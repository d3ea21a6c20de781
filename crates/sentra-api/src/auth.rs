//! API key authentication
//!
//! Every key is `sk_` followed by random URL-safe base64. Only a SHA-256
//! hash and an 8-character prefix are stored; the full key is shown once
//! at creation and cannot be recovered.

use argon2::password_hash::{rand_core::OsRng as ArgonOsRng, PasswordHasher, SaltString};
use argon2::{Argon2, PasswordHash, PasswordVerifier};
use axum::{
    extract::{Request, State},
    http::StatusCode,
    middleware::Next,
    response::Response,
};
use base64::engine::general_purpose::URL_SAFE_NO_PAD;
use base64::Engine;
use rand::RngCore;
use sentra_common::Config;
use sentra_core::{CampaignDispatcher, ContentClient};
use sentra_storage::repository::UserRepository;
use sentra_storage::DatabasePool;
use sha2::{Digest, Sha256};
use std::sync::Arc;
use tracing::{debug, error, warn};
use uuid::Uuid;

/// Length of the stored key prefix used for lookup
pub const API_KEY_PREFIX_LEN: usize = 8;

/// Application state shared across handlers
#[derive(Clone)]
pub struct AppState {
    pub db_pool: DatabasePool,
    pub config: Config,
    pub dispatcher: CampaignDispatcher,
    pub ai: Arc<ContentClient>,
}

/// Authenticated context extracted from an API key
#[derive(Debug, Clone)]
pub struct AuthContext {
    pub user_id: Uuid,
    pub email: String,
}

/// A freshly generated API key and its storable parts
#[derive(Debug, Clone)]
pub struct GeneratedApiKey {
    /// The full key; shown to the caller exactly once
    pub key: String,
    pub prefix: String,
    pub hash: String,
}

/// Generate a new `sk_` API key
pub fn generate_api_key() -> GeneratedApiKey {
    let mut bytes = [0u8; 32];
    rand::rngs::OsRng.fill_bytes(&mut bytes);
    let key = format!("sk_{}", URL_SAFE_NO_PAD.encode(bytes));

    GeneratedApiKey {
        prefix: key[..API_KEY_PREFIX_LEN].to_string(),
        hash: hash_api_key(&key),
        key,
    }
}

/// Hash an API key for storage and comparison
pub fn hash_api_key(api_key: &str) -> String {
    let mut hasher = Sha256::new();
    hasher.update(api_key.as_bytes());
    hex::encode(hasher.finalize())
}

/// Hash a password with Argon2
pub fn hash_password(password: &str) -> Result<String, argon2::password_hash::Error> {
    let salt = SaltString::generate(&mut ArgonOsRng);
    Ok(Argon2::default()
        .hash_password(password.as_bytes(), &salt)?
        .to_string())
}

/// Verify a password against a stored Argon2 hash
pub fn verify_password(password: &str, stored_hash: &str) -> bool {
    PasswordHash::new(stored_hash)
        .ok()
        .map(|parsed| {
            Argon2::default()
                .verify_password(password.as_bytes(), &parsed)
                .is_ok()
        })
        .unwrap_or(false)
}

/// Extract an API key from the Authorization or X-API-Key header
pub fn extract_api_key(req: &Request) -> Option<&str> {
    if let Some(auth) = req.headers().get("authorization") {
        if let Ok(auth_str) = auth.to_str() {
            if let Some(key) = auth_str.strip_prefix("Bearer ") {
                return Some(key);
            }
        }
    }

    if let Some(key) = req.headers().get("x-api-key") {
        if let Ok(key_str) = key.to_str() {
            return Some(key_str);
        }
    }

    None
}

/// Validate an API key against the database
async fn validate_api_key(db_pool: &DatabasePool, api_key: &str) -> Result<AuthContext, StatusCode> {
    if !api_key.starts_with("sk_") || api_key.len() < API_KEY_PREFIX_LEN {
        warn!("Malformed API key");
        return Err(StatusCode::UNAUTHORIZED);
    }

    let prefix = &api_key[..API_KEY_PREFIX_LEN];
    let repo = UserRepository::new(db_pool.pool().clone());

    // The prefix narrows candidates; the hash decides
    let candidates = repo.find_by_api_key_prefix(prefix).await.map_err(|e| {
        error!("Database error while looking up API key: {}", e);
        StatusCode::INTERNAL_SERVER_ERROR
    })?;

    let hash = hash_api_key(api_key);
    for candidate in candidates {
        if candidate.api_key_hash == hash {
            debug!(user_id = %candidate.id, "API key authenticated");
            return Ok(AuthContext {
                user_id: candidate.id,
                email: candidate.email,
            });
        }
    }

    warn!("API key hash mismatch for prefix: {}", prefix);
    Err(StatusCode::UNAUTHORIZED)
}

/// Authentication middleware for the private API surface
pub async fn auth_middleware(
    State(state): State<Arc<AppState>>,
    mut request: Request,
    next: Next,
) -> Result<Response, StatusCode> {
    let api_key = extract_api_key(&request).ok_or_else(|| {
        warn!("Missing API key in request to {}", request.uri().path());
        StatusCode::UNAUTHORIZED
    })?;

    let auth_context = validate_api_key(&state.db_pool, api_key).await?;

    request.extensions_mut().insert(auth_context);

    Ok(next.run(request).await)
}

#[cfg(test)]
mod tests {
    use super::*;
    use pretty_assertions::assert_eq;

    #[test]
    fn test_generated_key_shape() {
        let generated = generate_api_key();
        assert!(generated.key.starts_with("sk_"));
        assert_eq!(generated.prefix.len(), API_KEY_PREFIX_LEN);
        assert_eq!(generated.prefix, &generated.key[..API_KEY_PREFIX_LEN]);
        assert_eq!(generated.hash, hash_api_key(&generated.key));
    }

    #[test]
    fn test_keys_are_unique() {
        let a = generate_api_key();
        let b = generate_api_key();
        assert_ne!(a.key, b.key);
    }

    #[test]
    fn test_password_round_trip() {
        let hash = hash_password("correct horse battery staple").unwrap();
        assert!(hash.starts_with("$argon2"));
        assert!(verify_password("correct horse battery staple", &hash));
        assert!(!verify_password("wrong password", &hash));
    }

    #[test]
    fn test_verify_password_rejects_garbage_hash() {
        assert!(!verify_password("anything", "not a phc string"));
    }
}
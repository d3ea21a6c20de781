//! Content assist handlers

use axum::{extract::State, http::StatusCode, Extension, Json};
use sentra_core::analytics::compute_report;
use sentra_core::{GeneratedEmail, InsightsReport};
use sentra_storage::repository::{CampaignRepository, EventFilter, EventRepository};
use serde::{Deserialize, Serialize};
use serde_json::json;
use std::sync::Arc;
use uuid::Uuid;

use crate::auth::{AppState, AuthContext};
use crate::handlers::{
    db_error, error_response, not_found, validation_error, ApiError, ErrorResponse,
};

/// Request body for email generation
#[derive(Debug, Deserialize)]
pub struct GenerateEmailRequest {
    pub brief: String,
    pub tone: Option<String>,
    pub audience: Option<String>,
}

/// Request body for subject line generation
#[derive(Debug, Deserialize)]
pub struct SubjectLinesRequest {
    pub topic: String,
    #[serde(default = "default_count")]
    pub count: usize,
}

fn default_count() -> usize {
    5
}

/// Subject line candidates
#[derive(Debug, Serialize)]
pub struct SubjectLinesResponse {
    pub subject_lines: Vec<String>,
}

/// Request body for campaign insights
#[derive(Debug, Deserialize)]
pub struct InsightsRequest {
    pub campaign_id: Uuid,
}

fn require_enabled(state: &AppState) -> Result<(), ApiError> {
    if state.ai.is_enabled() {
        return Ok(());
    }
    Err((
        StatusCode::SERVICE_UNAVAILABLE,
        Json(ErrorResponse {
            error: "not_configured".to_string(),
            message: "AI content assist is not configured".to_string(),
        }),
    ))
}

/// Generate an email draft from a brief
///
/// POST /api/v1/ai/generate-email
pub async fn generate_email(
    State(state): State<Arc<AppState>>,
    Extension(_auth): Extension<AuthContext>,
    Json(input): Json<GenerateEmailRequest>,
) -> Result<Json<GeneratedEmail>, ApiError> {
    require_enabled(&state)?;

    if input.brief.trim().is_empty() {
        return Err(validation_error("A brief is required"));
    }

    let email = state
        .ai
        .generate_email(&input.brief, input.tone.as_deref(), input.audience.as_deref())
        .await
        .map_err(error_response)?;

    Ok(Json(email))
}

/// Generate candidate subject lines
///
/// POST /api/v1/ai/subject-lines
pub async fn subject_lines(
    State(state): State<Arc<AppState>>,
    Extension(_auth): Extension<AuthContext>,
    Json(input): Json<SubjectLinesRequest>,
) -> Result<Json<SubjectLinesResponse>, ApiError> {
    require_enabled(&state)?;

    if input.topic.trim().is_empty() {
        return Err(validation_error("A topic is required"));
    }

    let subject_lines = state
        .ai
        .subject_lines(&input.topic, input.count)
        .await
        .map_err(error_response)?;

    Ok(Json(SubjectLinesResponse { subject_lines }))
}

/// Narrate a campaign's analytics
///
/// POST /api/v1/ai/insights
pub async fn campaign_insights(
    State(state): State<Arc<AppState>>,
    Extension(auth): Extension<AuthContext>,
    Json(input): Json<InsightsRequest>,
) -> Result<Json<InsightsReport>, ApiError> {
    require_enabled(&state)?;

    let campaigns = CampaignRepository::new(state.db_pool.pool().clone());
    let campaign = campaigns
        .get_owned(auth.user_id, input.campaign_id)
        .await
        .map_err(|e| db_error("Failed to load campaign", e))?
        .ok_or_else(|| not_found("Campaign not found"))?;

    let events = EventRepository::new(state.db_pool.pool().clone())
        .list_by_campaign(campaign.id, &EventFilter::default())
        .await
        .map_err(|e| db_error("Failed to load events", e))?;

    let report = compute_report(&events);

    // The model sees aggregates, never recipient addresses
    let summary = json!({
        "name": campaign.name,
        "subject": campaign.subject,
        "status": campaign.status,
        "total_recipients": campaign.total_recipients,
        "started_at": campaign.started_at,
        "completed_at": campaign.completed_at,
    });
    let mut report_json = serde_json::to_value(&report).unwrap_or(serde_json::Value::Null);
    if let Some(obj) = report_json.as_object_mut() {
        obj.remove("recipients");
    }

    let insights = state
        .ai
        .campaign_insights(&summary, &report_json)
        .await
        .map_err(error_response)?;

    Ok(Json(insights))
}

---

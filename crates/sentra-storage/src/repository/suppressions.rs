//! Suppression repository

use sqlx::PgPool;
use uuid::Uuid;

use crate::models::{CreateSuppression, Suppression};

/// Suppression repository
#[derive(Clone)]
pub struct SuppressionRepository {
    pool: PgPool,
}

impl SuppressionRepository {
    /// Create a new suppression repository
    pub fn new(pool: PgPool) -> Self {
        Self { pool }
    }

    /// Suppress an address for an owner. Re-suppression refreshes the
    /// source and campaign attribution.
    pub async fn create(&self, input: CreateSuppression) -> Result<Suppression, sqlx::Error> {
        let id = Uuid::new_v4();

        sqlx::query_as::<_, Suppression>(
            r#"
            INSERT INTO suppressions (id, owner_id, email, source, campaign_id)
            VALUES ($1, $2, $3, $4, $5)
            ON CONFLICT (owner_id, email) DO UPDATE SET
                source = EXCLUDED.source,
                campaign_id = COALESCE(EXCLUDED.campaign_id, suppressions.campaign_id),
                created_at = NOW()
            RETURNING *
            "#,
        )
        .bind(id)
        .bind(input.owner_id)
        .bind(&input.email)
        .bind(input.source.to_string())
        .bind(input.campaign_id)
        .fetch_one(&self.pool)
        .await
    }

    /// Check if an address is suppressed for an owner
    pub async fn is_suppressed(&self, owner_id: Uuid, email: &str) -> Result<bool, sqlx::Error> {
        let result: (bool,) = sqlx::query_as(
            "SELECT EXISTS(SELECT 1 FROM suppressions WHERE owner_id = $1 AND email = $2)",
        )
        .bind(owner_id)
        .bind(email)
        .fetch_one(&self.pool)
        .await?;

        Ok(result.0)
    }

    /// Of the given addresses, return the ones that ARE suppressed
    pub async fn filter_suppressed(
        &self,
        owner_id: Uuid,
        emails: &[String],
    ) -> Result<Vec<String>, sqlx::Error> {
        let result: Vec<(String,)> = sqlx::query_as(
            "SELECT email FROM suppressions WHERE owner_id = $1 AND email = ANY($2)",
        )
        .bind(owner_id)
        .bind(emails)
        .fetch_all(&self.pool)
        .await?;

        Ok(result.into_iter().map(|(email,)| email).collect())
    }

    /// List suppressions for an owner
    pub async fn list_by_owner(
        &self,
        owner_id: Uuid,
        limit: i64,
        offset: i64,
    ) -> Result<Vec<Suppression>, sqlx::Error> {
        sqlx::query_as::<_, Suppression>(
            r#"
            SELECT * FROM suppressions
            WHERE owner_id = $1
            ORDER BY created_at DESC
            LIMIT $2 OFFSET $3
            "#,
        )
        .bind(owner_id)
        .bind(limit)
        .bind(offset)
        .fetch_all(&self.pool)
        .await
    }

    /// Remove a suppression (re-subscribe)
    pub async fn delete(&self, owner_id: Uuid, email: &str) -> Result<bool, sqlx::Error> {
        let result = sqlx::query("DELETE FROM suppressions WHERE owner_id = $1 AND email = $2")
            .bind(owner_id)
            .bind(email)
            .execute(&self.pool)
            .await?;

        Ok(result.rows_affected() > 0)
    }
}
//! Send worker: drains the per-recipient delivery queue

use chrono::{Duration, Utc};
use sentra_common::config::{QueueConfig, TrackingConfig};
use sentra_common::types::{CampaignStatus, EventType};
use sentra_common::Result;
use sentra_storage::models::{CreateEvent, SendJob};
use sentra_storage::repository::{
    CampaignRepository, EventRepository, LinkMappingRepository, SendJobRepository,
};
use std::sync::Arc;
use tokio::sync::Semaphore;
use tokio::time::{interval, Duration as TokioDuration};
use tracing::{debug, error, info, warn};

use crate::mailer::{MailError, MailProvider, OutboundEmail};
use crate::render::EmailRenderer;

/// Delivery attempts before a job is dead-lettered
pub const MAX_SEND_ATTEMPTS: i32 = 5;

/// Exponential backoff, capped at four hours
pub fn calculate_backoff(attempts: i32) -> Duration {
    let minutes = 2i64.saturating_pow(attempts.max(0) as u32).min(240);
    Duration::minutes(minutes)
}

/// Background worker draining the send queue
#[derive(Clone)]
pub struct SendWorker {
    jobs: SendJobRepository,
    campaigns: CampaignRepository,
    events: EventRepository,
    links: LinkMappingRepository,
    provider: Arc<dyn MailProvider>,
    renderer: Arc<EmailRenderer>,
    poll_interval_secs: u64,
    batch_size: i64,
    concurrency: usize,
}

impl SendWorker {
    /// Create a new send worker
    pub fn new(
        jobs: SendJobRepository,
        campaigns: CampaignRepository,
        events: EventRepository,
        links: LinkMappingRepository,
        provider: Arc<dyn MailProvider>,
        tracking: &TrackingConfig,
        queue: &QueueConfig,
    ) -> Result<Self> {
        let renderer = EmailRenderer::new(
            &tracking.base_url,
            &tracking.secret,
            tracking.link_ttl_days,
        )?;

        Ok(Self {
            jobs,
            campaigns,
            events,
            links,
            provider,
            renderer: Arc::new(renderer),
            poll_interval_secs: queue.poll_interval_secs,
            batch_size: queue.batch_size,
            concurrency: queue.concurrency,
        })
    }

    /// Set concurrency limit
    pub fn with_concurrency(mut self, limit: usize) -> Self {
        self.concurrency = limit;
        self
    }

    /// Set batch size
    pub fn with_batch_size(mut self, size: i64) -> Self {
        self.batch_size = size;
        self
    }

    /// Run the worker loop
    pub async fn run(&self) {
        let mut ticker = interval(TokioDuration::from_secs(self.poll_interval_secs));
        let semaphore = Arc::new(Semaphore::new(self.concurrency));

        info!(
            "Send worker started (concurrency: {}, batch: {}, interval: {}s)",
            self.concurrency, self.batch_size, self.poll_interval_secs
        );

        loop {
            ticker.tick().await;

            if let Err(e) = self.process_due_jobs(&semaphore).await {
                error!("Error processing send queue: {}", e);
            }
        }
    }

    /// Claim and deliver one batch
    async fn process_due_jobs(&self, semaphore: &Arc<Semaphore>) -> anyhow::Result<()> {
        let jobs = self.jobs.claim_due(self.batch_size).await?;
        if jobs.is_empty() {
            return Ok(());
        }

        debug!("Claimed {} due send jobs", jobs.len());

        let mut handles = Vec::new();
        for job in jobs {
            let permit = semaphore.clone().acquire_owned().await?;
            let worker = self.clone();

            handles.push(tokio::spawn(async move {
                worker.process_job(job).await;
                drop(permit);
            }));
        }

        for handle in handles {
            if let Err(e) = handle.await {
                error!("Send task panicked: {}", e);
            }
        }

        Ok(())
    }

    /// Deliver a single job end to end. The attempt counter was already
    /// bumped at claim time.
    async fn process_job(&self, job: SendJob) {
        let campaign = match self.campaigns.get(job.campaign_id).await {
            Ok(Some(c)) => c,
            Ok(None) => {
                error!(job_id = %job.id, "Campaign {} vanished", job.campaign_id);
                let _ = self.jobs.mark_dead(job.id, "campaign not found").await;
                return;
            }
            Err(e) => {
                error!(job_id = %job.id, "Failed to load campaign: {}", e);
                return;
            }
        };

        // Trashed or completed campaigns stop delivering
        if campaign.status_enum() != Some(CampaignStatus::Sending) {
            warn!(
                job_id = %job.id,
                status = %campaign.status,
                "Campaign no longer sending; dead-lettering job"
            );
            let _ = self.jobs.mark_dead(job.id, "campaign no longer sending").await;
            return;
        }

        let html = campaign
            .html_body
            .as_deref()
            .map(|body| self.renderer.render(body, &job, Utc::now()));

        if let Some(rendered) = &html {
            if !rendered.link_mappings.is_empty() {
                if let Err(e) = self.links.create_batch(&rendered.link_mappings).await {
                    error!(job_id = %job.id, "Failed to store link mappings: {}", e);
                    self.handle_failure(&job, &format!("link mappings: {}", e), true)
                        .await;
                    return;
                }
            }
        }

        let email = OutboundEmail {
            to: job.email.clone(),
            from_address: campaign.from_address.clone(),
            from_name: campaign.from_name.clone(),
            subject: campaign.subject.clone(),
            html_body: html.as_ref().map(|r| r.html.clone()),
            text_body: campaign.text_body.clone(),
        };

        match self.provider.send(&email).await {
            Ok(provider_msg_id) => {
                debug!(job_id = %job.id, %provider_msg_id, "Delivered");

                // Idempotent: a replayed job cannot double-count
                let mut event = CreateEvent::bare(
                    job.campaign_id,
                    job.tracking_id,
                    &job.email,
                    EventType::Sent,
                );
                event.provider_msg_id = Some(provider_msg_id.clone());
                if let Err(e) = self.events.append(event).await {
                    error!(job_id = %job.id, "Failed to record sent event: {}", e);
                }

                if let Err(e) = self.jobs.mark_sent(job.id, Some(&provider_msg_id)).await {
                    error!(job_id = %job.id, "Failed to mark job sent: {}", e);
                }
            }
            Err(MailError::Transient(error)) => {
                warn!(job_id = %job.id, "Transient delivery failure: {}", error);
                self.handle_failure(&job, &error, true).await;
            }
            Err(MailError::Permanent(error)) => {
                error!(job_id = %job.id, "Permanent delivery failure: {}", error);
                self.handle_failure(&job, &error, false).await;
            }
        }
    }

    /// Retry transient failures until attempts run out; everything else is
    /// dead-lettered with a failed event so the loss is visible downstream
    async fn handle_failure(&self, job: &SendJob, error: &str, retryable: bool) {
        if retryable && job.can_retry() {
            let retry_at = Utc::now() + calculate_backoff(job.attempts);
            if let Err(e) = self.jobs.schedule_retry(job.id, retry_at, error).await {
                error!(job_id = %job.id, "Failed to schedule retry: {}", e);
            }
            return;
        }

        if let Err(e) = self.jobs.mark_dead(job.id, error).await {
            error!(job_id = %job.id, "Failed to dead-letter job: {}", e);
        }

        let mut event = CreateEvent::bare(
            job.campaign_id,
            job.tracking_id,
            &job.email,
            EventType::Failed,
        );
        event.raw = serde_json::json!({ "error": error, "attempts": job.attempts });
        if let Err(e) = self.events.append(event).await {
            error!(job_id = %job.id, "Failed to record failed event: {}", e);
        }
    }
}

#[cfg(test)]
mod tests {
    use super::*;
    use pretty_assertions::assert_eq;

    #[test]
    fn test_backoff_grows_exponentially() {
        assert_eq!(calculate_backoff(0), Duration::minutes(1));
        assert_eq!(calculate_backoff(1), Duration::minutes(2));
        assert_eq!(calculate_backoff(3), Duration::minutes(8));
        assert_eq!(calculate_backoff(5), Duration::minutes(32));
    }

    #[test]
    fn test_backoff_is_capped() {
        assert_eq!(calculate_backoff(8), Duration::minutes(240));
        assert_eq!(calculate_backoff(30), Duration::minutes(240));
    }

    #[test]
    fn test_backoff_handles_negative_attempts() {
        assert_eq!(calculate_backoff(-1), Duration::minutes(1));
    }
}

* WHAT THE TASK REQUIRES *
Whenever a line of the records holds the string "SubjectLinesResponse", pick it out and copy it.

* SOLVED EXERCISE *
pub struct SubjectLinesResponse {
) -> Result<Json<SubjectLinesResponse>, ApiError> {
    Ok(Json(SubjectLinesResponse { subject_lines }))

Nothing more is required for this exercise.